Cosmetics, Credibility and the Warsh Nomination
Fire-selling Treasury bonds and Estée Lauder's China problem
How should we think about Kevin Warsh’s credibility as Fed Chair?
The answer impacts the recent Dollar relief rally, Warsh’s Senate confirmation, US monetary policy, and the world economy’s future. Markets are voting with their feet. Apparently, it’s safe to buy the Dollar again and unceremoniously dump gold, silver, Euros, etc.
Pundits are herding around the idea that Warsh is ‘not great’, but ‘probably ok’.
He previously served on the Fed without scandal and has sensibilities consistent with status quo Wall Street, while keeping the MAGA crowd happy. Thus, the investing public can trust him to ignore the extremes of low-interest rate policy. The Dollar is not going to be debased: even if Trump keeps demanding low rates to reduce the deficit and keep voters happy.
That reasoning is lightweight, at best. It ignores the detail of Warsh’s plans for the Fed and the real dangers for him if he disobeys Trump.
Here are three deeper ways to think about the topic.
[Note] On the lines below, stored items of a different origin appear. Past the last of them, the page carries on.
//! Vitrine Model
//!
//! Business-showcase content mode: services, gallery, testimonials.

use serde::{Deserialize, Serialize};

/// A service offered by the business
#[derive(Debug, Clone, Serialize, Deserialize, PartialEq)]
#[serde(rename_all = "camelCase")]
pub struct VitrineService {
    pub name: String,
    #[serde(default)]
    pub description: String,
}

/// Customer testimonial
#[derive(Debug, Clone, Serialize, Deserialize, PartialEq)]
#[serde(rename_all = "camelCase")]
pub struct Testimonial {
    pub author: String,
    pub text: String,
}

/// Business showcase document
#[derive(Debug, Clone, Serialize, Deserialize, PartialEq, Default)]
#[serde(rename_all = "camelCase")]
pub struct Vitrine {
    #[serde(default)]
    pub business_name: String,
    #[serde(default)]
    pub description: String,
    #[serde(default)]
    pub services: Vec<VitrineService>,
    #[serde(default)]
    pub gallery: Vec<String>,
    #[serde(default)]
    pub testimonials: Vec<Testimonial>,
    #[serde(default, skip_serializing_if = "Option::is_none")]
    pub phone: Option<String>,
    #[serde(default, skip_serializing_if = "Option::is_none")]
    pub address: Option<String>,
}

impl Vitrine {
    /// Validate a stored vitrine document; malformed input yields None
    pub fn from_value(value: serde_json::Value) -> Option<Vitrine> {
        serde_json::from_value(value).ok()
    }
}

#[cfg(test)]
mod tests {
    use super::*;
    use serde_json::json;

    #[test]
    fn test_from_value() {
        let vitrine = Vitrine::from_value(json!({
            "businessName": "Atlas Coiffure",
            "services": [{"name": "Cut"}],
            "gallery": ["https://cdn.example.com/a.jpg"]
        }))
        .unwrap();
        assert_eq!(vitrine.business_name, "Atlas Coiffure");
        assert_eq!(vitrine.services.len(), 1);
        assert_eq!(vitrine.services[0].description, "");
    }

    #[test]
    fn test_from_value_malformed() {
        assert!(Vitrine::from_value(json!("nope")).is_none());
    }
}
//! Catalog Model
//!
//! The category/item structure embedded in a QR code document, for both the
//! menu mode (categories) and the products mode (flat item list). Stored
//! documents are loosely typed; [`Catalog::from_value`] and
//! [`CatalogItem::list_from_value`] are the read-boundary validators.

use serde::{Deserialize, Serialize};
use std::collections::HashMap;

/// Selection of variant options: variant name -> chosen option name.
/// Partial and empty selections are valid; unknown names contribute nothing.
pub type VariantSelection = HashMap<String, String>;

/// Variant option (embedded in Variant)
#[derive(Debug, Clone, Serialize, Deserialize, PartialEq)]
#[serde(rename_all = "camelCase")]
pub struct VariantOption {
    pub name: String,
    /// Price surcharge in currency units (signed; negative = reduction)
    #[serde(default)]
    pub price: f64,
}

/// A customization axis (e.g. "Size") with its selectable options
#[derive(Debug, Clone, Serialize, Deserialize, PartialEq)]
#[serde(rename_all = "camelCase")]
pub struct Variant {
    pub name: String,
    #[serde(default)]
    pub options: Vec<VariantOption>,
}

/// Catalog item (menu dish or showcased product)
#[derive(Debug, Clone, Serialize, Deserialize, PartialEq)]
#[serde(rename_all = "camelCase")]
pub struct CatalogItem {
    pub name: String,
    #[serde(default)]
    pub description: String,
    /// Base price in currency units (non-negative)
    #[serde(default)]
    pub price: f64,
    #[serde(default)]
    pub images: Vec<String>,
    /// Legacy single-image field, superseded by `images`
    #[serde(default, skip_serializing_if = "Option::is_none")]
    pub image: Option<String>,
    /// Lowercase weekday name -> available. Absent day means available.
    #[serde(default, skip_serializing_if = "Option::is_none")]
    pub availability: Option<HashMap<String, bool>>,
    #[serde(default)]
    pub variants: Vec<Variant>,
}

impl CatalogItem {
    /// Validate a stored flat product list. Malformed input yields an empty
    /// list rather than failing the page.
    pub fn list_from_value(value: serde_json::Value) -> Vec<CatalogItem> {
        serde_json::from_value(value).unwrap_or_default()
    }
}

/// Menu category with its items (insertion order is user-controlled)
#[derive(Debug, Clone, Serialize, Deserialize, PartialEq)]
#[serde(rename_all = "camelCase")]
pub struct Category {
    pub name: String,
    #[serde(default)]
    pub items: Vec<CatalogItem>,
}

/// Catalog: ordered categories plus display/ordering settings
#[derive(Debug, Clone, Serialize, Deserialize, PartialEq, Default)]
#[serde(rename_all = "camelCase")]
pub struct Catalog {
    #[serde(default)]
    pub categories: Vec<Category>,
    #[serde(default = "default_currency")]
    pub currency: String,
    /// Gates whether quantity/checkout controls appear
    #[serde(default)]
    pub orderable: bool,
}

fn default_currency() -> String {
    "DZD".to_string()
}

impl Catalog {
    /// Validate a stored menu document. A malformed document (missing or
    /// ill-typed `categories`) yields an empty catalog rather than failing
    /// the whole page.
    pub fn from_value(value: serde_json::Value) -> Catalog {
        serde_json::from_value(value).unwrap_or_default()
    }

    /// Whether the catalog has at least one category with at least one item
    pub fn has_items(&self) -> bool {
        self.categories.iter().any(|c| !c.items.is_empty())
    }
}
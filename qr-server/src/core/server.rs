//! Server Implementation
//!
//! HTTP server startup and graceful shutdown.

use crate::core::{Config, ServerState};

/// HTTP Server
pub struct Server {
    config: Config,
    state: Option<ServerState>,
}

impl Server {
    pub fn new(config: Config) -> Self {
        Self {
            config,
            state: None,
        }
    }

    /// Create server with existing state
    pub fn with_state(config: Config, state: ServerState) -> Self {
        Self {
            config,
            state: Some(state),
        }
    }

    pub async fn run(&self) -> anyhow::Result<()> {
        let state = match &self.state {
            Some(s) => s.clone(),
            None => ServerState::initialize(&self.config).await?,
        };

        let app = crate::api::build_app(&state).with_state(state);

        let addr = std::net::SocketAddr::from(([0, 0, 0, 0], self.config.http_port));
        tracing::info!("QR Server listening on {}", addr);

        let listener = tokio::net::TcpListener::bind(addr).await?;

        axum::serve(listener, app)
            .with_graceful_shutdown(async {
                let _ = tokio::signal::ctrl_c().await;
                tracing::info!("Shutting down...");
            })
            .await?;

        Ok(())
    }
}
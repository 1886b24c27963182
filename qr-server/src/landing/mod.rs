//! Landing Module
//!
//! Resolves a scanned QR configuration into the payload the landing page
//! renders: a redirect instruction or a composed page (links, menu,
//! vitrine, first product) plus the detected display language.

pub mod language;
pub mod resolver;

pub use language::{Language, detect_language};
pub use resolver::{LandingPage, PageContent, RedirectInfo, resolve};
1. Do Warsh’s ideas make sense?
Smart people have doubts. Krugman called Warsh ‘an effective bullshitter’ with ‘no coherent argument behind the verbiage’, but didn’t actually explain the incoherence. Wolf just published a retrospective of Warsh’s ‘confused’ thinking, but didn’t focus on his audition letter for Fed Chair. I’ll fill in some gaps below. Spoiler alert: Warsh’s plans for the Fed are wildly incoherent.
2. What types of pressures are likely to hit Warsh and how would he resist them?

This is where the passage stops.